1. Add support for recurrent Cascade-correlation Recurrent Cascade-correlation
This would be very useful, but probably a bit involved. The SRN implementation may not mess well with the Cascade-correlation implementation without a lot of work. There are so many occasions where it would be nice to have more powerful recurrent neural network training algorithms.
2. Make sure that it works to use basic backprop instead of quickprop for weight updates. Perhaps explore implementing an Rprop variant and seeing if it could be dropped in as a replacement for quickprop in cascade-correlation. One would think that almost any batch training algorithm for simple feedforward networks could be used in conjunction with Cascade-correlation. Historically, Quickprop was probably chosen because Fahlman also invented it and it is often much superior to backprop. However, there may be other algorithms that work even better with Cascade-correlation.

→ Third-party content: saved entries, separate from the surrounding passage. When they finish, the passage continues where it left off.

//! Workload event handling.
//!
//! Filters events down to the workloads this host serves and turns each
//! remaining one into a bind or unbind on the [`BindingTable`].

use std::fmt;
use std::sync::Arc;

use nicctl_common::config::ControllerConfig;
use nicctl_common::types::WorkloadPhase;

use crate::bindings::{BindError, BindOutcome, BindingTable, UnbindOutcome};
use crate::event::{EventKind, WorkloadEvent};
use crate::resolver::{NamespaceResolver, Resolution};

/// Why an event was not acted upon.
#[derive(Debug, Clone, PartialEq, Eq)]
pub enum SkipReason {
    /// The workload has not been placed on a host yet.
    Unscheduled,
    /// The workload runs on another host.
    OtherHost(String),
    /// An update that did not change the object.
    UnchangedVersion,
    /// The workload does not carry the selector label.
    NotSelected,
    /// The workload's namespace cannot be located yet.
    NotReady(String),
    /// Looking up the workload's namespace failed.
    ResolveFailed(String),
}

impl fmt::Display for SkipReason {
    fn fmt(&self, f: &mut fmt::Formatter<'_>) -> fmt::Result {
        match self {
            Self::Unscheduled => write!(f, "not scheduled yet"),
            Self::OtherHost(host) => write!(f, "runs on host {host}"),
            Self::UnchangedVersion => write!(f, "resource version unchanged"),
            Self::NotSelected => write!(f, "selector label missing"),
            Self::NotReady(why) => write!(f, "not ready: {why}"),
            Self::ResolveFailed(why) => write!(f, "namespace lookup failed: {why}"),
        }
    }
}

/// What handling an event amounted to.
#[derive(Debug)]
pub enum Disposition {
    /// The event was filtered out.
    Skipped(SkipReason),
    /// A bind was performed or found already in place.
    Bound(BindOutcome),
    /// An unbind was performed or found unnecessary.
    Unbound(UnbindOutcome),
    /// The bind or unbind failed.
    Failed(BindError),
}

/// Routes workload events to the binding table.
pub struct Orchestrator {
    node_ip: String,
    selector: Option<(String, String)>,
    table: Arc<BindingTable>,
    resolver: Box<dyn NamespaceResolver>,
}

impl Orchestrator {
    /// Creates an orchestrator serving workloads scheduled on `config.node_ip`.
    #[must_use]
    pub fn new(
        config: &ControllerConfig,
        table: Arc<BindingTable>,
        resolver: Box<dyn NamespaceResolver>,
    ) -> Self {
        Self {
            node_ip: config.node_ip.clone(),
            selector: config.selector.clone(),
            table,
            resolver,
        }
    }

    /// The binding table events are applied to.
    #[must_use]
    pub const fn table(&self) -> &Arc<BindingTable> {
        &self.table
    }

    /// Handles one event to completion.
    pub fn handle(&self, event: &WorkloadEvent) -> Disposition {
        if let Some(reason) = self.filter(event) {
            tracing::debug!(
                workload = %event.uid,
                name = %event.display_name(),
                kind = ?event.kind,
                %reason,
                "event skipped"
            );
            return Disposition::Skipped(reason);
        }

        if wants_link(event) {
            self.bind(event)
        } else {
            tracing::debug!(workload = %event.uid, phase = %event.phase, "workload leaving");
            match self.table.unbind(&event.uid) {
                Ok(outcome) => Disposition::Unbound(outcome),
                Err(e) => {
                    tracing::error!(workload = %event.uid, error = %e, "unbind failed");
                    Disposition::Failed(e)
                }
            }
        }
    }

    fn filter(&self, event: &WorkloadEvent) -> Option<SkipReason> {
        if event.host_ip.is_empty() {
            return Some(SkipReason::Unscheduled);
        }
        if event.host_ip != self.node_ip {
            return Some(SkipReason::OtherHost(event.host_ip.clone()));
        }
        if event.kind == EventKind::Updated
            && event.previous_resource_version.as_deref() == Some(event.resource_version.as_str())
        {
            return Some(SkipReason::UnchangedVersion);
        }
        if let Some((key, value)) = &self.selector {
            if event.labels.get(key) != Some(value) {
                return Some(SkipReason::NotSelected);
            }
        }
        None
    }

    fn bind(&self, event: &WorkloadEvent) -> Disposition {
        // Already bound workloads short-circuit without touching /proc.
        match self.table.binding(&event.uid) {
            Ok(Some(binding)) => {
                return Disposition::Bound(BindOutcome::AlreadyBound(binding.link));
            }
            Ok(None) => {}
            Err(e) => {
                tracing::error!(workload = %event.uid, error = %e, "binding lookup failed");
                return Disposition::Failed(e);
            }
        }
        let ns = match self.resolver.resolve(event) {
            Ok(Resolution::Ready(ns)) => ns,
            Ok(Resolution::NotReady(why)) => {
                tracing::debug!(workload = %event.uid, %why, "workload namespace not ready");
                return Disposition::Skipped(SkipReason::NotReady(why));
            }
            Err(e) => {
                tracing::error!(workload = %event.uid, error = %e, "failed to resolve workload namespace");
                return Disposition::Skipped(SkipReason::ResolveFailed(e.to_string()));
            }
        };
        match self.table.bind(&event.uid, &ns) {
            Ok(outcome) => Disposition::Bound(outcome),
            Err(e) => {
                tracing::error!(
                    workload = %event.uid,
                    name = %event.display_name(),
                    error = %e,
                    "bind failed"
                );
                Disposition::Failed(e)
            }
        }
    }
}

impl fmt::Debug for Orchestrator {
    fn fmt(&self, f: &mut fmt::Formatter<'_>) -> fmt::Result {
        f.debug_struct("Orchestrator")
            .field("node_ip", &self.node_ip)
            .field("selector", &self.selector)
            .field("table", &self.table)
            .finish_non_exhaustive()
    }
}

/// Whether the event asks for the workload to hold a link.
fn wants_link(event: &WorkloadEvent) -> bool {
    event.kind != EventKind::Deleted
        && matches!(event.phase, WorkloadPhase::Pending | WorkloadPhase::Active)
}

#[cfg(test)]
mod tests {
    use std::collections::BTreeMap;
    use std::sync::atomic::{AtomicUsize, Ordering};
    use std::time::Duration;

    use nicctl_common::error::{NicError, Result};
    use nicctl_common::types::WorkloadId;
    use nicctl_core::link::memory::MemoryDriver;
    use nicctl_core::link::{Link, LinkDriver};
    use nicctl_core::migrate::MigrationConfig;
    use nicctl_core::namespace::NetNs;
    use tempfile::NamedTempFile;

    use super::*;

    /// Resolves every workload to a fixed namespace, or to nothing.
    struct FixedResolver {
        ns: Option<NetNs>,
        calls: Arc<AtomicUsize>,
    }

    impl NamespaceResolver for FixedResolver {
        fn resolve(&self, _event: &WorkloadEvent) -> Result<Resolution> {
            let _ = self.calls.fetch_add(1, Ordering::SeqCst);
            Ok(self.ns.clone().map_or_else(
                || Resolution::NotReady("no process".into()),
                Resolution::Ready,
            ))
        }
    }

    struct FailingResolver;

    impl NamespaceResolver for FailingResolver {
        fn resolve(&self, _event: &WorkloadEvent) -> Result<Resolution> {
            Err(NicError::NotFound {
                kind: "cgroup root",
                id: "/sys/fs/cgroup/pids".into(),
            })
        }
    }

    struct Setup {
        _files: [NamedTempFile; 2],
        pod: NetNs,
        driver: Arc<MemoryDriver>,
        table: Arc<BindingTable>,
    }

    fn setup() -> Setup {
        let files = [NamedTempFile::new().unwrap(), NamedTempFile::new().unwrap()];
        let home = NetNs::open(files[0].path()).unwrap();
        let pod = NetNs::open(files[1].path()).unwrap();
        let driver = Arc::new(MemoryDriver::new());
        driver.add_namespace(&home, ["tor_vlan1"]);
        driver.add_namespace(&pod, ["lo"]);
        let table = Arc::new(BindingTable::new(
            vec![Link::new("tor_vlan1", 1)],
            home,
            driver.clone(),
            MigrationConfig {
                poll_interval: Duration::from_millis(2),
                timeout: Duration::from_millis(20),
            },
        ));
        Setup {
            _files: files,
            pod,
            driver,
            table,
        }
    }

    fn config() -> ControllerConfig {
        ControllerConfig {
            node_ip: "10.0.0.7".into(),
            ..ControllerConfig::default()
        }
    }

    fn orchestrator(s: &Setup, ns: Option<NetNs>) -> Orchestrator {
        Orchestrator::new(
            &config(),
            s.table.clone(),
            Box::new(FixedResolver {
                ns,
                calls: Arc::default(),
            }),
        )
    }

    fn event(kind: EventKind, phase: WorkloadPhase) -> WorkloadEvent {
        WorkloadEvent {
            kind,
            uid: WorkloadId::new("u-1"),
            namespace: "infra".into(),
            name: "vpp-0".into(),
            host_ip: "10.0.0.7".into(),
            phase,
            labels: BTreeMap::from([("jalapeno.io/infra-app".into(), "vpp-forwarder".into())]),
            containers: Vec::new(),
            resource_version: "2".into(),
            previous_resource_version: None,
        }
    }

    #[test]
    fn active_local_workload_is_bound() {
        let s = setup();
        let o = orchestrator(&s, Some(s.pod.clone()));
        let d = o.handle(&event(EventKind::Added, WorkloadPhase::Active));
        assert!(matches!(d, Disposition::Bound(BindOutcome::Bound(_))));
        assert_eq!(s.driver.links_in(&s.pod), ["lo", "tor_vlan1"]);
    }

    #[test]
    fn unscheduled_workload_is_skipped() {
        let s = setup();
        let o = orchestrator(&s, Some(s.pod.clone()));
        let mut e = event(EventKind::Added, WorkloadPhase::Pending);
        e.host_ip.clear();
        assert!(matches!(o.handle(&e), Disposition::Skipped(SkipReason::Unscheduled)));
    }

    #[test]
    fn remote_workload_is_skipped() {
        let s = setup();
        let o = orchestrator(&s, Some(s.pod.clone()));
        let mut e = event(EventKind::Added, WorkloadPhase::Active);
        e.host_ip = "10.0.0.8".into();
        assert!(matches!(o.handle(&e), Disposition::Skipped(SkipReason::OtherHost(_))));
        assert_eq!(s.driver.move_count(), 0);
    }

    #[test]
    fn unchanged_update_is_skipped() {
        let s = setup();
        let o = orchestrator(&s, Some(s.pod.clone()));
        let mut e = event(EventKind::Updated, WorkloadPhase::Active);
        e.previous_resource_version = Some("2".into());
        assert!(matches!(
            o.handle(&e),
            Disposition::Skipped(SkipReason::UnchangedVersion)
        ));
    }

    #[test]
    fn unselected_workload_is_skipped() {
        let s = setup();
        let o = orchestrator(&s, Some(s.pod.clone()));
        let mut e = event(EventKind::Added, WorkloadPhase::Active);
        e.labels.clear();
        assert!(matches!(o.handle(&e), Disposition::Skipped(SkipReason::NotSelected)));
    }

    #[test]
    fn unresolvable_namespace_is_skipped() {
        let s = setup();
        let o = orchestrator(&s, None);
        let d = o.handle(&event(EventKind::Added, WorkloadPhase::Pending));
        assert!(matches!(d, Disposition::Skipped(SkipReason::NotReady(_))));
        assert_eq!(s.table.snapshot().unwrap().available(), 1);
    }

    #[test]
    fn resolver_failure_is_skipped() {
        let s = setup();
        let o = Orchestrator::new(&config(), s.table.clone(), Box::new(FailingResolver));
        let d = o.handle(&event(EventKind::Added, WorkloadPhase::Active));
        assert!(matches!(d, Disposition::Skipped(SkipReason::ResolveFailed(_))));
    }

    #[test]
    fn terminating_workload_is_unbound() {
        let s = setup();
        let o = orchestrator(&s, Some(s.pod.clone()));
        let _ = o.handle(&event(EventKind::Added, WorkloadPhase::Active));
        let d = o.handle(&event(EventKind::Updated, WorkloadPhase::Terminating));
        assert!(matches!(d, Disposition::Unbound(UnbindOutcome::Released(_))));
        assert_eq!(s.table.snapshot().unwrap().available(), 1);
    }

    #[test]
    fn redelivered_delete_is_harmless() {
        let s = setup();
        let o = orchestrator(&s, Some(s.pod.clone()));
        let _ = o.handle(&event(EventKind::Added, WorkloadPhase::Active));
        let first = o.handle(&event(EventKind::Deleted, WorkloadPhase::Active));
        let second = o.handle(&event(EventKind::Deleted, WorkloadPhase::Active));
        assert!(matches!(first, Disposition::Unbound(UnbindOutcome::Released(_))));
        assert!(matches!(second, Disposition::Unbound(UnbindOutcome::NotFound)));
        assert_eq!(s.driver.move_count(), 2);
    }

    #[test]
    fn bound_workload_skips_resolution() {
        let s = setup();
        let calls = Arc::new(AtomicUsize::new(0));
        let resolver = FixedResolver {
            ns: Some(s.pod.clone()),
            calls: calls.clone(),
        };
        let o = Orchestrator::new(&config(), s.table.clone(), Box::new(resolver));
        let _ = o.handle(&event(EventKind::Added, WorkloadPhase::Active));
        let d = o.handle(&event(EventKind::Updated, WorkloadPhase::Active));
        assert!(matches!(d, Disposition::Bound(BindOutcome::AlreadyBound(_))));
        assert_eq!(s.driver.move_count(), 1);
        assert_eq!(calls.load(Ordering::SeqCst), 1);
    }

    /// Panics on every move, poisoning the table lock held around it.
    struct PanickingDriver;

    impl LinkDriver for PanickingDriver {
        fn list_links(&self, _ns: &NetNs) -> Result<Vec<Link>> {
            Ok(Vec::new())
        }

        fn move_link(&self, link: &Link, _from: &NetNs, _to: &NetNs) -> Result<()> {
            panic!("move of {link} aborted");
        }

        fn set_link_up(&self, _link: &Link, _ns: &NetNs) -> Result<()> {
            Ok(())
        }
    }

    #[test]
    fn poisoned_table_fails_before_resolution() {
        let s = setup();
        let table = Arc::new(BindingTable::new(
            vec![Link::new("tor_vlan1", 1)],
            s.pod.clone(),
            Arc::new(PanickingDriver),
            MigrationConfig::default(),
        ));
        let panicked = std::thread::scope(|sc| {
            sc.spawn(|| table.bind(&WorkloadId::new("other"), &s.pod))
                .join()
                .is_err()
        });
        assert!(panicked);

        let calls = Arc::new(AtomicUsize::new(0));
        let resolver = FixedResolver {
            ns: Some(s.pod.clone()),
            calls: calls.clone(),
        };
        let o = Orchestrator::new(&config(), table, Box::new(resolver));
        let d = o.handle(&event(EventKind::Added, WorkloadPhase::Active));
        assert!(matches!(d, Disposition::Failed(BindError::LockPoisoned)));
        assert_eq!(calls.load(Ordering::SeqCst), 0);
    }

    #[test]
    fn bind_failure_is_reported() {
        let s = setup();
        s.driver.fail_moves_of("tor_vlan1");
        let o = orchestrator(&s, Some(s.pod.clone()));
        let d = o.handle(&event(EventKind::Added, WorkloadPhase::Active));
        assert!(matches!(d, Disposition::Failed(BindError::Migration { .. })));
    }
}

It would be very interesting to see how much Cascade-correlation is hobbled by not using Quickprop and using backprop. To do a fair test, one would have to adjust the patience and stagnation parameters quite a bit.
3. Add support for Candidates with different activation functions in the same candidate pool. Currently, activation functions are a property of an entire layer in conx. This item might be difficult because of that. However, it might be very powerful to have a mixed activation function pool of candidate units. Perhaps there has been some research about this and some papers could be found?